With the string "UPDATE" as the filter, copy each matching line from the records.

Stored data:
*** Block opens ***

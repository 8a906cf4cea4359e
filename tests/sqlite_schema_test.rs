//! Integration tests for schema introspection and query execution on SQLite.
//!
//! Tests verify that:
//! - The registry opens one cursor per URL and persists the connection
//! - Tables, columns and primary keys are introspected
//! - Prompt blocks carry the DDL and a sample of rows
//! - Reads are capped, writes report affected rows
//! - Table edits are applied in order

use std::sync::Arc;
use tablite::db::{
    CancellationToken, ConnectionRegistry, Cursor, QueryExecutor, SchemaInspector, SqlxOpener,
    TableChanges, changes,
};
use tablite::models::{Backend, StatementKind};
use tablite::storage::{CONNECTIONS_KEY, KeyValueStore, MemoryStore};
use tempfile::NamedTempFile;
use tokio_test::{assert_err, assert_ok};

/// Registry with a fresh SQLite file holding `users` and `orders`.
async fn setup_db() -> (ConnectionRegistry, Arc<dyn Cursor>, Arc<MemoryStore>, NamedTempFile) {
    let file = NamedTempFile::new().unwrap();
    let url = format!("sqlite:{}", file.path().display());
    let store = Arc::new(MemoryStore::new());
    let registry = ConnectionRegistry::new(store.clone(), Arc::new(SqlxOpener::default()));

    let id = registry.connect(&url).await.unwrap();
    let cursor = registry.get_cursor(&id).await.unwrap();

    for sql in [
        "CREATE TABLE users (id INTEGER PRIMARY KEY, name TEXT NOT NULL, active BOOLEAN)",
        "CREATE TABLE orders (id INTEGER PRIMARY KEY, user_id INTEGER, total REAL)",
        "INSERT INTO users (id, name, active) VALUES (1, 'ada', 1), (2, 'grace', 1), (3, 'alan', 0)",
        "INSERT INTO orders (id, user_id, total) VALUES (10, 1, 9.5), (11, 2, 20.0)",
    ] {
        cursor.execute(sql).await.unwrap();
    }

    (registry, cursor, store, file)
}

#[tokio::test]
async fn test_connect_persists_and_reuses_cursor() {
    let (registry, cursor, store, file) = setup_db().await;
    let url = format!("sqlite:{}", file.path().display());

    assert_eq!(cursor.backend().unwrap(), Backend::Sqlite);
    let again = registry.connect(&url).await.unwrap();
    assert!(Arc::ptr_eq(&cursor, &registry.get_cursor(&again).await.unwrap()));
    assert_eq!(registry.open_cursor_count().await, 1);

    let persisted = store.get(CONNECTIONS_KEY).await.unwrap().unwrap();
    assert_eq!(persisted.as_array().map(Vec::len), Some(1));
    registry.close_all().await;
}

#[tokio::test]
async fn test_list_and_describe_tables() {
    let (registry, cursor, _store, _file) = setup_db().await;

    let tables = SchemaInspector::list_tables(cursor.as_ref()).await.unwrap();
    assert_eq!(tables, ["orders", "users"]);

    let description = SchemaInspector::describe_table(cursor.as_ref(), "users")
        .await
        .unwrap();
    let columns: Vec<&str> = description.structure.column_names().collect();
    assert_eq!(columns, ["id", "name", "active"]);
    assert_eq!(description.structure.data_type_of("name"), Some("TEXT"));
    assert_eq!(description.row_count, 3);
    assert_eq!(description.primary_keys, ["id"]);
    registry.close_all().await;
}

#[tokio::test]
async fn test_table_prompt_block() {
    let (registry, cursor, _store, _file) = setup_db().await;

    let block = SchemaInspector::table_prompt(cursor.as_ref(), "users", 2)
        .await
        .unwrap();
    assert!(block.starts_with("CREATE TABLE users"));
    assert!(block.contains("/*\n2 rows from users table:"));
    assert!(block.contains("ada"));
    assert!(!block.contains("alan"));
    assert!(block.ends_with("*/"));
    registry.close_all().await;
}

#[tokio::test]
async fn test_fetch_page() {
    let (registry, cursor, _store, _file) = setup_db().await;

    let page = SchemaInspector::fetch_page(cursor.as_ref(), "users", 2, 1)
        .await
        .unwrap();
    assert_eq!(page.len(), 2);
    assert_eq!(page[0]["name"], "grace");
    registry.close_all().await;
}

#[tokio::test]
async fn test_executor_caps_reads_and_reports_writes() {
    let (registry, cursor, _store, _file) = setup_db().await;
    let executor = QueryExecutor::with_defaults(5, 2);

    let read = assert_ok!(executor.execute(cursor.as_ref(), "SELECT * FROM users").await);
    assert_eq!(read.kind, StatementKind::Read);
    assert_eq!(read.sql, "SELECT * FROM users LIMIT 2");
    assert_eq!(read.row_count(), 2);
    assert_eq!(read.columns, ["id", "name", "active"]);

    let write = assert_ok!(
        executor
            .execute(cursor.as_ref(), "UPDATE users SET active = 0 WHERE active = 1")
            .await
    );
    assert_eq!(write.kind, StatementKind::Write);
    assert_eq!(write.rows_affected, Some(2));

    // only the last statement of a batch runs
    let last = assert_ok!(
        executor
            .execute(cursor.as_ref(), "DELETE FROM users; SELECT id FROM orders")
            .await
    );
    assert_eq!(last.row_count(), 2);

    assert_err!(executor.execute(cursor.as_ref(), "SELECT * FROM missing").await);
    assert!(!executor.is_loading());
    registry.close_all().await;
}

#[tokio::test]
async fn test_aggregate_reads_return_numbers() {
    let (registry, cursor, _store, _file) = setup_db().await;
    let executor = QueryExecutor::new();

    let outcome = assert_ok!(
        executor
            .execute(
                cursor.as_ref(),
                "SELECT COUNT(*) AS count, SUM(total) AS revenue FROM orders"
            )
            .await
    );
    assert_eq!(outcome.columns, ["count", "revenue"]);
    assert_eq!(outcome.rows[0]["count"], serde_json::json!(2));
    assert_eq!(outcome.rows[0]["revenue"], serde_json::json!(29.5));

    let rows = cursor
        .select("SELECT COUNT(*) AS count FROM \"users\"")
        .await
        .unwrap();
    assert_eq!(rows[0]["count"], serde_json::json!(3));
    registry.close_all().await;
}

#[tokio::test]
async fn test_cancelled_query_returns_cancelled() {
    let (registry, cursor, _store, _file) = setup_db().await;
    let executor = QueryExecutor::new();
    let cancel = CancellationToken::new();
    cancel.cancel();

    let err = executor
        .execute_cancellable(cursor.as_ref(), "SELECT * FROM users", &cancel)
        .await
        .unwrap_err();
    assert!(matches!(err, tablite::AppError::Cancelled { .. }));
    registry.close_all().await;
}

#[tokio::test]
async fn test_table_changes_apply_in_order() {
    let (registry, cursor, _store, _file) = setup_db().await;
    let structure = SchemaInspector::structure(cursor.as_ref(), Backend::Sqlite, "users")
        .await
        .unwrap();
    let primary_keys = vec!["id".to_string()];
    let rows = cursor.select("SELECT * FROM users ORDER BY id").await.unwrap();

    let mut changes = TableChanges::new("users");
    let ada = TableChanges::identify(&rows[0], &primary_keys);
    changes.set_cell(ada, "name", serde_json::json!("ada lovelace"));
    let mut new_row = serde_json::Map::new();
    new_row.insert("id".to_string(), serde_json::json!(4));
    new_row.insert("name".to_string(), serde_json::json!("edsger"));
    new_row.insert("active".to_string(), serde_json::json!(true));
    changes.insert(new_row);
    changes.delete(TableChanges::identify(&rows[2], &primary_keys));

    let statements = changes.statements(Backend::Sqlite, &structure);
    assert_eq!(statements.len(), 3);
    assert!(statements[0].sql.starts_with("UPDATE"));
    assert!(statements[1].sql.starts_with("INSERT"));
    assert!(statements[2].sql.starts_with("DELETE"));

    let report = changes::apply(cursor.as_ref(), &statements).await;
    assert_eq!(report.applied, 3);
    assert!(report.failure.is_none());

    let names: Vec<String> = cursor
        .select("SELECT name FROM users ORDER BY id")
        .await
        .unwrap()
        .iter()
        .map(|r| r["name"].as_str().unwrap_or_default().to_string())
        .collect();
    assert_eq!(names, ["ada lovelace", "grace", "edsger"]);
    registry.close_all().await;
}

*** Block closes ***

SOLUTION TO THIS EXERCISE:
            .execute(cursor.as_ref(), "UPDATE users SET active = 0 WHERE active = 1")
    assert!(statements[0].sql.starts_with("UPDATE"));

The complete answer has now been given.